TRY IT:
Transcribe the records below. Leave every line exactly as written.

DATA PROVIDED:
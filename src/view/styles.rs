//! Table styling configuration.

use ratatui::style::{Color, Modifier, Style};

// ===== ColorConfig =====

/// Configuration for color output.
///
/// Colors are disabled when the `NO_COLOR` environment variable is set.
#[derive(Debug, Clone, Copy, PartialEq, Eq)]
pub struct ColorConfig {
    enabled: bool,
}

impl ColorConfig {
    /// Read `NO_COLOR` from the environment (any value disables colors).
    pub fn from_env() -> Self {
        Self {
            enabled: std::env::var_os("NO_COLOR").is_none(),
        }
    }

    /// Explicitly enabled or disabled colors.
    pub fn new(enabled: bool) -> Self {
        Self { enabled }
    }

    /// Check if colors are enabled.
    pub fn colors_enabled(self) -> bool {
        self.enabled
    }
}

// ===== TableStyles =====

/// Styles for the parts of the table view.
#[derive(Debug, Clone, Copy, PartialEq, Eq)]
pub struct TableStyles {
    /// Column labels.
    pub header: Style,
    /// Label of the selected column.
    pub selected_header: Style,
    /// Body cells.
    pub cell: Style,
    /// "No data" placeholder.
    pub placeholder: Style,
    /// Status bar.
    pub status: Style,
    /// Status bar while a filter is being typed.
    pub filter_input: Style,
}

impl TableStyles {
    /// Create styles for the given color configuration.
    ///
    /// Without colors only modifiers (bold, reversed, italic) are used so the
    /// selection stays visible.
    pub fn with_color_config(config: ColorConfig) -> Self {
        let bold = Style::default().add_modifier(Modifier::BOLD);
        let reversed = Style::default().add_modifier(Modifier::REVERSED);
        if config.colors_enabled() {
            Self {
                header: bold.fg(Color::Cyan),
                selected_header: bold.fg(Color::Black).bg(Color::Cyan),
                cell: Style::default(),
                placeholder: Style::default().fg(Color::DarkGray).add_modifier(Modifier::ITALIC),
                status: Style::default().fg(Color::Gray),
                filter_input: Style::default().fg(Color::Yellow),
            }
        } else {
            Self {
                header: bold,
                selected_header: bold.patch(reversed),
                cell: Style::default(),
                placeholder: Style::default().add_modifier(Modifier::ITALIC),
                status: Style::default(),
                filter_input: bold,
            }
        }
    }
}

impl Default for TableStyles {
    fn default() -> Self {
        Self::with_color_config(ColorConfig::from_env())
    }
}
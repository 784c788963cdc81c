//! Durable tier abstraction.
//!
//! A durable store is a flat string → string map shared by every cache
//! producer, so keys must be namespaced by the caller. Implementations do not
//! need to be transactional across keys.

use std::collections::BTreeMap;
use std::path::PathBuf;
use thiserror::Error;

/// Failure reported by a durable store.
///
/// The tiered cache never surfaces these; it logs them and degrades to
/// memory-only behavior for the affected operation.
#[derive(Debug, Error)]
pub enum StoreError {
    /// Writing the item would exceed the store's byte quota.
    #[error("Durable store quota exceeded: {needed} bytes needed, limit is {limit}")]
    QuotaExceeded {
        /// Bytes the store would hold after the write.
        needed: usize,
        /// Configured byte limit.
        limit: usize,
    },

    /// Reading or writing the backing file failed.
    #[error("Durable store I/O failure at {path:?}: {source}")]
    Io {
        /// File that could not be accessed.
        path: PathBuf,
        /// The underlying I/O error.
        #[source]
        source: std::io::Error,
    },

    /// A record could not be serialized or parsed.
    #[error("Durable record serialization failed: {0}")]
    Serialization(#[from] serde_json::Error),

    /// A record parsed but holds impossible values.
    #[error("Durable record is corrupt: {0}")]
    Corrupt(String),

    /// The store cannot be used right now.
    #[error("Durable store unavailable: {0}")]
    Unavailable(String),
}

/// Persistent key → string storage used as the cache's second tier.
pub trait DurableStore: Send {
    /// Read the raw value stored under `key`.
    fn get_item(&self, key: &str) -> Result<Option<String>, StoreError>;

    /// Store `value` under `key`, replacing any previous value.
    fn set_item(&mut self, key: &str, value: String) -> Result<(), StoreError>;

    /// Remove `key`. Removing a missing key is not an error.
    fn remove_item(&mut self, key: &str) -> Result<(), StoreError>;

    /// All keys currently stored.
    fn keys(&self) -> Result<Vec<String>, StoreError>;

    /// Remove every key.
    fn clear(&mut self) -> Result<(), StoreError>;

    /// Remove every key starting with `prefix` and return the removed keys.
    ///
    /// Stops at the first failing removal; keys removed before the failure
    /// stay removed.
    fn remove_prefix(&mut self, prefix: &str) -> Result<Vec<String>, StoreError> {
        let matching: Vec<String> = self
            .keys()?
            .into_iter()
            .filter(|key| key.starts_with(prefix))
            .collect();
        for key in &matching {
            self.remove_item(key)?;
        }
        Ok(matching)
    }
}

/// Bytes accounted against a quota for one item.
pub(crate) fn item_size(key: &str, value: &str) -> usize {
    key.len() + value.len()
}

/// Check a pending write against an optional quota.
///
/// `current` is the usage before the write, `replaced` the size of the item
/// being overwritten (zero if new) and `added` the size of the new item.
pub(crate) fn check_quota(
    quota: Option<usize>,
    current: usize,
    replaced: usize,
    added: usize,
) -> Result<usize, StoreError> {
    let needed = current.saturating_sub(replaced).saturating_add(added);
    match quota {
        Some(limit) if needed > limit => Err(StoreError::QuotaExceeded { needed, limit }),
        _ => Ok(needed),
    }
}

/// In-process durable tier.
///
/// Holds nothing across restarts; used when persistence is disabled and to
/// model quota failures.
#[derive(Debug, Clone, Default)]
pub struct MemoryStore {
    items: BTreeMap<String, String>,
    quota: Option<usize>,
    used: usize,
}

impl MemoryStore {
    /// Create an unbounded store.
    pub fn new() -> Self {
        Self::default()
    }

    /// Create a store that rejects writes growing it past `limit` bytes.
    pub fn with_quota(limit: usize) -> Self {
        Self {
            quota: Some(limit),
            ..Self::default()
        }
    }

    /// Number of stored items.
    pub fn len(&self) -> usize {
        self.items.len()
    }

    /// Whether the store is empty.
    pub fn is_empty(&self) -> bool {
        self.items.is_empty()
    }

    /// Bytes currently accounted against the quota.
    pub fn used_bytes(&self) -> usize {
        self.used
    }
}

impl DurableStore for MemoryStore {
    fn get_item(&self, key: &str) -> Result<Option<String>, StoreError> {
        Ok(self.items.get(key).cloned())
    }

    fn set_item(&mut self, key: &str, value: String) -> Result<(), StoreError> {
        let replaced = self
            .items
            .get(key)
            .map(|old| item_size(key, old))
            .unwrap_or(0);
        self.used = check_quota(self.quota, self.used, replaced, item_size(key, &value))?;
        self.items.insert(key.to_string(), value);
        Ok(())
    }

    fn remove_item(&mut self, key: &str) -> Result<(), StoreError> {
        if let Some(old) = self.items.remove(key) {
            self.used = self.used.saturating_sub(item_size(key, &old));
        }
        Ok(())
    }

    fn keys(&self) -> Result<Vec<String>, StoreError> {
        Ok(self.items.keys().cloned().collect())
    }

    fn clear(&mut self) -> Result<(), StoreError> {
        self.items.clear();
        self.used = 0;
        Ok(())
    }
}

COMPLETED TASK:
filename src/view/styles.rs
//! Table styling configuration.

use ratatui::style::{Color, Modifier, Style};

// ===== ColorConfig =====

/// Configuration for color output.
///
/// Colors are disabled when the `NO_COLOR` environment variable is set.
#[derive(Debug, Clone, Copy, PartialEq, Eq)]
pub struct ColorConfig {
    enabled: bool,
}

impl ColorConfig {
    /// Read `NO_COLOR` from the environment (any value disables colors).
    pub fn from_env() -> Self {
        Self {
            enabled: std::env::var_os("NO_COLOR").is_none(),
        }
    }

    /// Explicitly enabled or disabled colors.
    pub fn new(enabled: bool) -> Self {
        Self { enabled }
    }

    /// Check if colors are enabled.
    pub fn colors_enabled(self) -> bool {
        self.enabled
    }
}

// ===== TableStyles =====

/// Styles for the parts of the table view.
#[derive(Debug, Clone, Copy, PartialEq, Eq)]
pub struct TableStyles {
    /// Column labels.
    pub header: Style,
    /// Label of the selected column.
    pub selected_header: Style,
    /// Body cells.
    pub cell: Style,
    /// "No data" placeholder.
    pub placeholder: Style,
    /// Status bar.
    pub status: Style,
    /// Status bar while a filter is being typed.
    pub filter_input: Style,
}

impl TableStyles {
    /// Create styles for the given color configuration.
    ///
    /// Without colors only modifiers (bold, reversed, italic) are used so the
    /// selection stays visible.
    pub fn with_color_config(config: ColorConfig) -> Self {
        let bold = Style::default().add_modifier(Modifier::BOLD);
        let reversed = Style::default().add_modifier(Modifier::REVERSED);
        if config.colors_enabled() {
            Self {
                header: bold.fg(Color::Cyan),
                selected_header: bold.fg(Color::Black).bg(Color::Cyan),
                cell: Style::default(),
                placeholder: Style::default().fg(Color::DarkGray).add_modifier(Modifier::ITALIC),
                status: Style::default().fg(Color::Gray),
                filter_input: Style::default().fg(Color::Yellow),
            }
        } else {
            Self {
                header: bold,
                selected_header: bold.patch(reversed),
                cell: Style::default(),
                placeholder: Style::default().add_modifier(Modifier::ITALIC),
                status: Style::default(),
                filter_input: bold,
            }
        }
    }
}

impl Default for TableStyles {
    fn default() -> Self {
        Self::with_color_config(ColorConfig::from_env())
    }
}
repository 784c788963cdc81c
//! Durable tier abstraction.
//!
//! A durable store is a flat string → string map shared by every cache
//! producer, so keys must be namespaced by the caller. Implementations do not
//! need to be transactional across keys.

use std::collections::BTreeMap;
use std::path::PathBuf;
use thiserror::Error;

/// Failure reported by a durable store.
///
/// The tiered cache never surfaces these; it logs them and degrades to
/// memory-only behavior for the affected operation.
#[derive(Debug, Error)]
pub enum StoreError {
    /// Writing the item would exceed the store's byte quota.
    #[error("Durable store quota exceeded: {needed} bytes needed, limit is {limit}")]
    QuotaExceeded {
        /// Bytes the store would hold after the write.
        needed: usize,
        /// Configured byte limit.
        limit: usize,
    },

    /// Reading or writing the backing file failed.
    #[error("Durable store I/O failure at {path:?}: {source}")]
    Io {
        /// File that could not be accessed.
        path: PathBuf,
        /// The underlying I/O error.
        #[source]
        source: std::io::Error,
    },

    /// A record could not be serialized or parsed.
    #[error("Durable record serialization failed: {0}")]
    Serialization(#[from] serde_json::Error),

    /// A record parsed but holds impossible values.
    #[error("Durable record is corrupt: {0}")]
    Corrupt(String),

    /// The store cannot be used right now.
    #[error("Durable store unavailable: {0}")]
    Unavailable(String),
}

/// Persistent key → string storage used as the cache's second tier.
pub trait DurableStore: Send {
    /// Read the raw value stored under `key`.
    fn get_item(&self, key: &str) -> Result<Option<String>, StoreError>;

    /// Store `value` under `key`, replacing any previous value.
    fn set_item(&mut self, key: &str, value: String) -> Result<(), StoreError>;

    /// Remove `key`. Removing a missing key is not an error.
    fn remove_item(&mut self, key: &str) -> Result<(), StoreError>;

    /// All keys currently stored.
    fn keys(&self) -> Result<Vec<String>, StoreError>;

    /// Remove every key.
    fn clear(&mut self) -> Result<(), StoreError>;

    /// Remove every key starting with `prefix` and return the removed keys.
    ///
    /// Stops at the first failing removal; keys removed before the failure
    /// stay removed.
    fn remove_prefix(&mut self, prefix: &str) -> Result<Vec<String>, StoreError> {
        let matching: Vec<String> = self
            .keys()?
            .into_iter()
            .filter(|key| key.starts_with(prefix))
            .collect();
        for key in &matching {
            self.remove_item(key)?;
        }
        Ok(matching)
    }
}

/// Bytes accounted against a quota for one item.
pub(crate) fn item_size(key: &str, value: &str) -> usize {
    key.len() + value.len()
}

/// Check a pending write against an optional quota.
///
/// `current` is the usage before the write, `replaced` the size of the item
/// being overwritten (zero if new) and `added` the size of the new item.
pub(crate) fn check_quota(
    quota: Option<usize>,
    current: usize,
    replaced: usize,
    added: usize,
) -> Result<usize, StoreError> {
    let needed = current.saturating_sub(replaced).saturating_add(added);
    match quota {
        Some(limit) if needed > limit => Err(StoreError::QuotaExceeded { needed, limit }),
        _ => Ok(needed),
    }
}

/// In-process durable tier.
///
/// Holds nothing across restarts; used when persistence is disabled and to
/// model quota failures.
#[derive(Debug, Clone, Default)]
pub struct MemoryStore {
    items: BTreeMap<String, String>,
    quota: Option<usize>,
    used: usize,
}

impl MemoryStore {
    /// Create an unbounded store.
    pub fn new() -> Self {
        Self::default()
    }

    /// Create a store that rejects writes growing it past `limit` bytes.
    pub fn with_quota(limit: usize) -> Self {
        Self {
            quota: Some(limit),
            ..Self::default()
        }
    }

    /// Number of stored items.
    pub fn len(&self) -> usize {
        self.items.len()
    }

    /// Whether the store is empty.
    pub fn is_empty(&self) -> bool {
        self.items.is_empty()
    }

    /// Bytes currently accounted against the quota.
    pub fn used_bytes(&self) -> usize {
        self.used
    }
}

impl DurableStore for MemoryStore {
    fn get_item(&self, key: &str) -> Result<Option<String>, StoreError> {
        Ok(self.items.get(key).cloned())
    }

    fn set_item(&mut self, key: &str, value: String) -> Result<(), StoreError> {
        let replaced = self
            .items
            .get(key)
            .map(|old| item_size(key, old))
            .unwrap_or(0);
        self.used = check_quota(self.quota, self.used, replaced, item_size(key, &value))?;
        self.items.insert(key.to_string(), value);
        Ok(())
    }

    fn remove_item(&mut self, key: &str) -> Result<(), StoreError> {
        if let Some(old) = self.items.remove(key) {
            self.used = self.used.saturating_sub(item_size(key, &old));
        }
        Ok(())
    }

    fn keys(&self) -> Result<Vec<String>, StoreError> {
        Ok(self.items.keys().cloned().collect())
    }

    fn clear(&mut self) -> Result<(), StoreError> {
        self.items.clear();
        self.used = 0;
        Ok(())
    }
}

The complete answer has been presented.